Saved data entries
****************************************
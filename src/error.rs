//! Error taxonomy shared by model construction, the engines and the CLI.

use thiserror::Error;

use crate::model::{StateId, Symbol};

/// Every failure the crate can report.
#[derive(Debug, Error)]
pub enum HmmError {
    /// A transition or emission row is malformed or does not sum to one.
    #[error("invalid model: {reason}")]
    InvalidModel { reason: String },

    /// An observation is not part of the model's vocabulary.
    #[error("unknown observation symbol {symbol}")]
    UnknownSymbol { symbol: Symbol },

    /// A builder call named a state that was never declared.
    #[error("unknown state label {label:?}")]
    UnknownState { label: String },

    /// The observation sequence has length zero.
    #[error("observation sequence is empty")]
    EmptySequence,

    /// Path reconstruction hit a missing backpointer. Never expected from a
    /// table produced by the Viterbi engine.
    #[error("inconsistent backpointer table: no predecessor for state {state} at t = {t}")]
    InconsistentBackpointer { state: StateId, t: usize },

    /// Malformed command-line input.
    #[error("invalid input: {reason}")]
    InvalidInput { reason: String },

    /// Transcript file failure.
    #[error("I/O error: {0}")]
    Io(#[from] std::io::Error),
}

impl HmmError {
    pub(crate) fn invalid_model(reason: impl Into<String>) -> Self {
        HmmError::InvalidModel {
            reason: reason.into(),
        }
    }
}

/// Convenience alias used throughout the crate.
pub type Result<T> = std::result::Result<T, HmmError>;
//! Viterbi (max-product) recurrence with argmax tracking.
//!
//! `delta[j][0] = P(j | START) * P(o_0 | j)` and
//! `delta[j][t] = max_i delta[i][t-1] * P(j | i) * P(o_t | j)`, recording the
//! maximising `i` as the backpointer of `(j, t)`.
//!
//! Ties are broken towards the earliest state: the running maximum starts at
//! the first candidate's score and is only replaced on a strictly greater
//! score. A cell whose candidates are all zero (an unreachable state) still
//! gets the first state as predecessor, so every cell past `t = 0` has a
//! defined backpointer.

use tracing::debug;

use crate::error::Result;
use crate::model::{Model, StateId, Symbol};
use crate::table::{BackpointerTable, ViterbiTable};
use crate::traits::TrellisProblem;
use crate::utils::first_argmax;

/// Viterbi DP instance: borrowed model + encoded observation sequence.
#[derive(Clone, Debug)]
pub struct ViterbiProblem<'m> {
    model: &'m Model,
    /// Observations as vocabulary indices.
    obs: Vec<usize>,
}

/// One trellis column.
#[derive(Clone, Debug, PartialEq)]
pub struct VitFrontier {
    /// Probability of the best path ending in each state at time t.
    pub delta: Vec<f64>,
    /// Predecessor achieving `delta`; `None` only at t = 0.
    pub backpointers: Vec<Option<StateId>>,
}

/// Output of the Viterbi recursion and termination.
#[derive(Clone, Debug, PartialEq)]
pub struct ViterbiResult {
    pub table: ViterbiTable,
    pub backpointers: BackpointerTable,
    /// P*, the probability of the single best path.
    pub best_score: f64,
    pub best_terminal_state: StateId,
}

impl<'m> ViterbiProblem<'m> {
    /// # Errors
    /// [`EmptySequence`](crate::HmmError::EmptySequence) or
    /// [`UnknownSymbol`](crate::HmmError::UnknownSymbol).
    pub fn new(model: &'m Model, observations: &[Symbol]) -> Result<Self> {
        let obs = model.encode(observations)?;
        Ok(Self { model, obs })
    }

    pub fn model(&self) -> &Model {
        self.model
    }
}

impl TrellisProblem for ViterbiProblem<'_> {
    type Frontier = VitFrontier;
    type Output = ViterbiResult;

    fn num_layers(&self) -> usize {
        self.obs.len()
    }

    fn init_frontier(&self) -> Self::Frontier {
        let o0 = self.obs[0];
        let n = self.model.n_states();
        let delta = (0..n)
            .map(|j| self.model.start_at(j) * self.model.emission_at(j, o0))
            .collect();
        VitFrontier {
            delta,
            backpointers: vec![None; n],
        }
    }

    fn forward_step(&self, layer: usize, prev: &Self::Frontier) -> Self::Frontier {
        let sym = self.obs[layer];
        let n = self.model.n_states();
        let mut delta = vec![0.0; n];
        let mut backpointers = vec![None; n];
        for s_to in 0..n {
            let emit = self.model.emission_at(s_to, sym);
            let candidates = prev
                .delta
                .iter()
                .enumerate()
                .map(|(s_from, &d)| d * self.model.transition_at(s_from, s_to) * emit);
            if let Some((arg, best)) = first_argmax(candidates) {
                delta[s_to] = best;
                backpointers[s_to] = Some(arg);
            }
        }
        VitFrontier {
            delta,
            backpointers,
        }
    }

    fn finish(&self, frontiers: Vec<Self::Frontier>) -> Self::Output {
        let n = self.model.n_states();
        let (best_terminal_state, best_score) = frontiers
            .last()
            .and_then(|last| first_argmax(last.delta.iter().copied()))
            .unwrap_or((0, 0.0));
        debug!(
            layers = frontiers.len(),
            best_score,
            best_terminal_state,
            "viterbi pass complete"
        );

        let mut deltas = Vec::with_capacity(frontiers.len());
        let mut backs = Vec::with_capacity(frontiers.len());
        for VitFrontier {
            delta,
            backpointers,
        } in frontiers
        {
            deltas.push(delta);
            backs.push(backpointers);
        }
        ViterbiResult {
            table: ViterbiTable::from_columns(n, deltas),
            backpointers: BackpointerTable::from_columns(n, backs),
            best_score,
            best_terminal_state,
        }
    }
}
****************************************
**EXERCISE**. Print the entries exactly.

**REPLY TO THE EXERCISE**.
filename src/error.rs
//! Error taxonomy shared by model construction, the engines and the CLI.

use thiserror::Error;

use crate::model::{StateId, Symbol};

/// Every failure the crate can report.
#[derive(Debug, Error)]
pub enum HmmError {
    /// A transition or emission row is malformed or does not sum to one.
    #[error("invalid model: {reason}")]
    InvalidModel { reason: String },

    /// An observation is not part of the model's vocabulary.
    #[error("unknown observation symbol {symbol}")]
    UnknownSymbol { symbol: Symbol },

    /// A builder call named a state that was never declared.
    #[error("unknown state label {label:?}")]
    UnknownState { label: String },

    /// The observation sequence has length zero.
    #[error("observation sequence is empty")]
    EmptySequence,

    /// Path reconstruction hit a missing backpointer. Never expected from a
    /// table produced by the Viterbi engine.
    #[error("inconsistent backpointer table: no predecessor for state {state} at t = {t}")]
    InconsistentBackpointer { state: StateId, t: usize },

    /// Malformed command-line input.
    #[error("invalid input: {reason}")]
    InvalidInput { reason: String },

    /// Transcript file failure.
    #[error("I/O error: {0}")]
    Io(#[from] std::io::Error),
}

impl HmmError {
    pub(crate) fn invalid_model(reason: impl Into<String>) -> Self {
        HmmError::InvalidModel {
            reason: reason.into(),
        }
    }
}

/// Convenience alias used throughout the crate.
pub type Result<T> = std::result::Result<T, HmmError>;
//! Viterbi (max-product) recurrence with argmax tracking.
//!
//! `delta[j][0] = P(j | START) * P(o_0 | j)` and
//! `delta[j][t] = max_i delta[i][t-1] * P(j | i) * P(o_t | j)`, recording the
//! maximising `i` as the backpointer of `(j, t)`.
//!
//! Ties are broken towards the earliest state: the running maximum starts at
//! the first candidate's score and is only replaced on a strictly greater
//! score. A cell whose candidates are all zero (an unreachable state) still
//! gets the first state as predecessor, so every cell past `t = 0` has a
//! defined backpointer.

use tracing::debug;

use crate::error::Result;
use crate::model::{Model, StateId, Symbol};
use crate::table::{BackpointerTable, ViterbiTable};
use crate::traits::TrellisProblem;
use crate::utils::first_argmax;

/// Viterbi DP instance: borrowed model + encoded observation sequence.
#[derive(Clone, Debug)]
pub struct ViterbiProblem<'m> {
    model: &'m Model,
    /// Observations as vocabulary indices.
    obs: Vec<usize>,
}

/// One trellis column.
#[derive(Clone, Debug, PartialEq)]
pub struct VitFrontier {
    /// Probability of the best path ending in each state at time t.
    pub delta: Vec<f64>,
    /// Predecessor achieving `delta`; `None` only at t = 0.
    pub backpointers: Vec<Option<StateId>>,
}

/// Output of the Viterbi recursion and termination.
#[derive(Clone, Debug, PartialEq)]
pub struct ViterbiResult {
    pub table: ViterbiTable,
    pub backpointers: BackpointerTable,
    /// P*, the probability of the single best path.
    pub best_score: f64,
    pub best_terminal_state: StateId,
}

impl<'m> ViterbiProblem<'m> {
    /// # Errors
    /// [`EmptySequence`](crate::HmmError::EmptySequence) or
    /// [`UnknownSymbol`](crate::HmmError::UnknownSymbol).
    pub fn new(model: &'m Model, observations: &[Symbol]) -> Result<Self> {
        let obs = model.encode(observations)?;
        Ok(Self { model, obs })
    }

    pub fn model(&self) -> &Model {
        self.model
    }
}

impl TrellisProblem for ViterbiProblem<'_> {
    type Frontier = VitFrontier;
    type Output = ViterbiResult;

    fn num_layers(&self) -> usize {
        self.obs.len()
    }

    fn init_frontier(&self) -> Self::Frontier {
        let o0 = self.obs[0];
        let n = self.model.n_states();
        let delta = (0..n)
            .map(|j| self.model.start_at(j) * self.model.emission_at(j, o0))
            .collect();
        VitFrontier {
            delta,
            backpointers: vec![None; n],
        }
    }

    fn forward_step(&self, layer: usize, prev: &Self::Frontier) -> Self::Frontier {
        let sym = self.obs[layer];
        let n = self.model.n_states();
        let mut delta = vec![0.0; n];
        let mut backpointers = vec![None; n];
        for s_to in 0..n {
            let emit = self.model.emission_at(s_to, sym);
            let candidates = prev
                .delta
                .iter()
                .enumerate()
                .map(|(s_from, &d)| d * self.model.transition_at(s_from, s_to) * emit);
            if let Some((arg, best)) = first_argmax(candidates) {
                delta[s_to] = best;
                backpointers[s_to] = Some(arg);
            }
        }
        VitFrontier {
            delta,
            backpointers,
        }
    }

    fn finish(&self, frontiers: Vec<Self::Frontier>) -> Self::Output {
        let n = self.model.n_states();
        let (best_terminal_state, best_score) = frontiers
            .last()
            .and_then(|last| first_argmax(last.delta.iter().copied()))
            .unwrap_or((0, 0.0));
        debug!(
            layers = frontiers.len(),
            best_score,
            best_terminal_state,
            "viterbi pass complete"
        );

        let mut deltas = Vec::with_capacity(frontiers.len());
        let mut backs = Vec::with_capacity(frontiers.len());
        for VitFrontier {
            delta,
            backpointers,
        } in frontiers
        {
            deltas.push(delta);
            backs.push(backpointers);
        }
        ViterbiResult {
            table: ViterbiTable::from_columns(n, deltas),
            backpointers: BackpointerTable::from_columns(n, backs),
            best_score,
            best_terminal_state,
        }
    }
}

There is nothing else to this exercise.